La laïcité à l’école : échec ou modèle exportable à l’étranger ?

 La laïcité à l’école :  échec ou modèle exportable à l’étranger ?

Congrès annuel de la Mission Laïque Française (MLF)


Le congrès annuel de la Mission Laïque Française (MLF), qui recense plus de 60.000 élèves à travers le monde, s’est ouvert samedi 14 avril à Deauville. Cette année le congrès aborde le thème de la laïcité à l’école, l’occasion d’échanger avec des universitaires de renom sur une question au centre de nombreuses polémiques.


« Etre laïc, c’est raisonner sans a priori, c’est à dire librement. C'est dans la méthode pédagogique distinguer le “je sais” et le “je crois” », affirme François Perret le président de MLF, lors du discours d’ouverture du congrès au Centre International de Deauville. La voix est posée, le ton est donné. Malgré la multiplicité des intervenants, politiques ou universitaires, la discussion sera apaisée.


La laïcité d’un point de vue juridique


Si depuis 2013 la charte de la laïcité est affichée dans les établissements scolaires, à côté de la Déclaration universelle des droits de l’Homme, l’historienne Valentine Zuber, rappelle que « la laïcité juridique en France (loi 1905) n’est pas une loi antireligieuse, mais une législation libérale et respectueuse des droits humains, qui ne peut être résumée à une succession d'interdits à l’école ».


Cette idée sera réaffirmée par Jean Christophe Deberre, directeur général de MLF, qui déplore que « la laïcité à la Française soit trop souvent assimilée à de l’athéisme. »

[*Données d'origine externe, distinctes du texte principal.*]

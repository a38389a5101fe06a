//! Shared helpers for soul-bgm integration tests

use soul_bgm::{AudioOutput, MusicId, MusicPlayer, PlayStatus};
use std::path::{Path, PathBuf};
use std::sync::Once;
use std::time::Duration;

static INIT: Once = Once::new();

/// 60 fps frame
pub const FRAME: Duration = Duration::from_micros(16_667);

/// Install a test-writer subscriber once per test binary
pub fn init_tracing() {
    INIT.call_once(|| {
        let _ = tracing_subscriber::fmt()
            .with_test_writer()
            .with_max_level(tracing::Level::DEBUG)
            .try_init();
    });
}

/// Calls recorded by [`ScriptedOutput`]
#[derive(Debug, Clone, PartialEq)]
pub enum OutputCall {
    Open(PathBuf),
    Play,
    Stop,
    Looping(bool),
    Volume(f32),
}

/// In-memory audio output that records every call
///
/// Paths listed in `unreadable` fail to open.
#[derive(Debug, Default)]
pub struct ScriptedOutput {
    pub calls: Vec<OutputCall>,
    pub unreadable: Vec<PathBuf>,
    pub opened: Option<PathBuf>,
    pub status: PlayStatus,
    pub volume: f32,
    pub looping: bool,
}

impl ScriptedOutput {
    /// Output already playing some earlier song at `volume`
    pub fn playing(volume: f32) -> Self {
        Self {
            opened: Some(PathBuf::from("snd/earlier.ogg")),
            status: PlayStatus::Playing,
            volume,
            ..Self::default()
        }
    }

    /// Output that cannot open `path`
    pub fn failing_on(path: impl Into<PathBuf>) -> Self {
        Self {
            unreadable: vec![path.into()],
            ..Self::default()
        }
    }

    /// Volumes set since the last `Open`
    pub fn volumes_since_open(&self) -> Vec<f32> {
        let start = self
            .calls
            .iter()
            .rposition(|call| matches!(call, OutputCall::Open(_)))
            .map_or(0, |i| i + 1);

        self.calls[start..]
            .iter()
            .filter_map(|call| match call {
                OutputCall::Volume(v) => Some(*v),
                _ => None,
            })
            .collect()
    }
}

impl AudioOutput for ScriptedOutput {
    fn open(&mut self, path: &Path) -> bool {
        self.calls.push(OutputCall::Open(path.to_path_buf()));
        self.status = PlayStatus::Stopped;

        if self.unreadable.iter().any(|p| p == path) {
            self.opened = None;
            return false;
        }
        self.opened = Some(path.to_path_buf());
        true
    }

    fn play(&mut self) {
        self.calls.push(OutputCall::Play);
        if self.opened.is_some() {
            self.status = PlayStatus::Playing;
        }
    }

    fn stop(&mut self) {
        self.calls.push(OutputCall::Stop);
        self.status = PlayStatus::Stopped;
    }

    fn set_looping(&mut self, looping: bool) {
        self.calls.push(OutputCall::Looping(looping));
        self.looping = looping;
    }

    fn set_volume(&mut self, volume: f32) {
        self.calls.push(OutputCall::Volume(volume));
        self.volume = volume;
    }

    fn volume(&self) -> f32 {
        self.volume
    }

    fn status(&self) -> PlayStatus {
        self.status
    }
}

/// Player over two idle outputs with the default catalog bound
pub fn idle_player() -> MusicPlayer<MusicId, ScriptedOutput> {
    player_with(ScriptedOutput::default(), ScriptedOutput::default())
}

/// Player over the given outputs with the default catalog bound
pub fn player_with(
    first: ScriptedOutput,
    second: ScriptedOutput,
) -> MusicPlayer<MusicId, ScriptedOutput> {
    init_tracing();
    let mut player = MusicPlayer::new([first, second]);
    player.load_default_paths();
    player
}

/// Run `update` until no slot is fading, returning the frame count
pub fn run_fades(player: &mut MusicPlayer<MusicId, ScriptedOutput>, dt: Duration) -> usize {
    let mut frames = 0;
    while player.is_fading() {
        player.update(dt);
        frames += 1;
        assert!(frames < 100_000, "fades never settled: {player:?}");
    }
    frames
}
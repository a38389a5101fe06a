/// Soul BGM Driver - headless crossfading music player host
use clap::{Parser, Subcommand};
use soul_bgm_driver::{probe, DriverConfig, Runner, Script};
use std::path::PathBuf;
use std::time::Duration;
use tracing_subscriber::{layer::SubscriberExt, util::SubscriberInitExt};

/// Extra simulated time after the last step so trailing fades settle
const DEFAULT_TAIL: Duration = Duration::from_secs(5);

#[derive(Parser)]
#[command(name = "soul-bgm-driver")]
#[command(about = "Drive the Soul background music player from a script", long_about = None)]
struct Cli {
    #[command(subcommand)]
    command: Commands,
}

#[derive(Subcommand)]
enum Commands {
    /// Run a script of host events against the player
    Run {
        /// Configuration file path
        #[arg(short, long, env = "SOUL_BGM_CONFIG")]
        config: Option<PathBuf>,

        /// Script file path (built-in demo when omitted)
        #[arg(short, long)]
        script: Option<PathBuf>,

        /// Simulated seconds to run (at least until the last step)
        #[arg(long)]
        seconds: Option<f32>,
    },
    /// Check that an audio file can be decoded
    Probe {
        /// Audio file path
        path: PathBuf,
    },
}

fn main() -> anyhow::Result<()> {
    // Initialize tracing
    tracing_subscriber::registry()
        .with(
            tracing_subscriber::EnvFilter::try_from_default_env()
                .unwrap_or_else(|_| "soul_bgm=info,soul_bgm_driver=info".into()),
        )
        .with(tracing_subscriber::fmt::layer())
        .init();

    let cli = Cli::parse();

    match cli.command {
        Commands::Run {
            config,
            script,
            seconds,
        } => {
            run(config, script, seconds)?;
        }
        Commands::Probe { path } => {
            probe_file(&path)?;
        }
    }

    Ok(())
}

fn run(
    config: Option<PathBuf>,
    script: Option<PathBuf>,
    seconds: Option<f32>,
) -> anyhow::Result<()> {
    // Load configuration
    let config = DriverConfig::load(config.as_deref())?;
    config.validate()?;

    tracing::info!("Starting Soul BGM driver");
    tracing::info!("Frame rate: {}", config.driver.frame_rate);
    for (name, path) in &config.tracks {
        tracing::info!("Track {}: {}", name, path.display());
    }

    let script = match script {
        Some(path) => {
            tracing::info!("Script: {}", path.display());
            Script::from_file(&path)?
        }
        None => {
            tracing::info!("Script: built-in demo");
            Script::demo()
        }
    };

    let until = match seconds {
        Some(seconds) => Duration::try_from_secs_f32(seconds)
            .map_err(|e| anyhow::anyhow!("Invalid run length {}: {}", seconds, e))?,
        None => script.end() + DEFAULT_TAIL,
    };

    let mut runner = Runner::new(&config);
    let summary = runner.run(&script, until)?;
    runner.report();

    tracing::info!(
        "Ran {} frames ({:.2}s simulated), {} commands",
        summary.frames,
        summary.elapsed.as_secs_f32(),
        summary.commands
    );

    Ok(())
}

fn probe_file(path: &std::path::Path) -> anyhow::Result<()> {
    let info = probe(path)?;

    println!("File: {}", path.display());
    println!("  Sample rate: {} Hz", info.sample_rate);
    println!("  Channels: {}", info.channels);
    match info.duration {
        Some(duration) => println!("  Duration: {:.2}s", duration.as_secs_f32()),
        None => println!("  Duration: unknown"),
    }

    Ok(())
}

Jean Christophe Deberre, directeur général de MLF. Crédit photo: Franck Castel.


En pratique 


L’importance de l’enseignement « du fait religieux », fait l’unanimité auprès de la quinzaine d’intervenants présents. La connaissance de la culture et de la croyance de l’autre est un préalable au « vivre ensemble ». Mais il est également rappelé, que dans sa pratique, la laïcité nécessite l’équité.


Ainsi, Souleymane Bachir Diagne, philosophe et professeur à Columbia cite en exemple le maire de New-York qui a octroyé deux jours de congé dans les écoles pour l’Aïd el-Fitr et l’Aïd el-Kébir. Il invite la France à en faire de même, « cela serait perçu comme un signe d’hospitalité », conclut-il.


Valentine Zuber, met en garde : « Si la laïcité s’érige en un dogme athée et intolérant, cette dernière sera dévoyée, comme souvent dans les débats actuels. Elle se transformera en une laïcité liberticide ».


Un contexte de crise générale


« L’actualité récente avec l’immigration subsaharienne et du Proche-Orient et la question du terrorisme pèsent sur les réflexions vis-à-vis de la laïcité », affirme Michel Wieworka. Avant de poursuivre « ce qui touche la République, touche aussi l’école ». Il dénonce « les courants racistes ou nationalistes qui trouvent dans le discours de laïcité républicaine, le moyen de se légitimer ».


Pourtant personne n’est dupe. Si la laïcité revient au cœur des débats c’est bien, l’Islam qui est visé. Enfin, le sociologue pose la question de l'intégration des populations d’Afrique du Nord et déplore que « ceux qui autrefois étaient qualifiés d’arabes ou de maghrébins soient désormais définis comme musulmans »


Une nécessaire remise en question ?


« Pourquoi en France la laïcité à l’école ne fonctionne pas ? », c’est la question posée par Jean Baubérot face à l’auditoire. L’historien évoque la nécessité d’une remise en question de l’institution dans son rapport à la laïcité. Il s’indigne sur le fait que l’école se soit « focalisée sur les jupes trop longues, au détriment du harcèlement sexuel des jeunes filles ».


Afin de dénoncer « l’hypocrisie structurelle » d’un système, Il cite l’exemple de l’Armée, qui pratique « une laïcité inclusive, en servant des barquettes hallal ou casher aux soldats. Elle n’impose pas la sécularisation, et personne ne moufte ! Ni Valls, Marine Le Pen ! », conclut l’universitaire.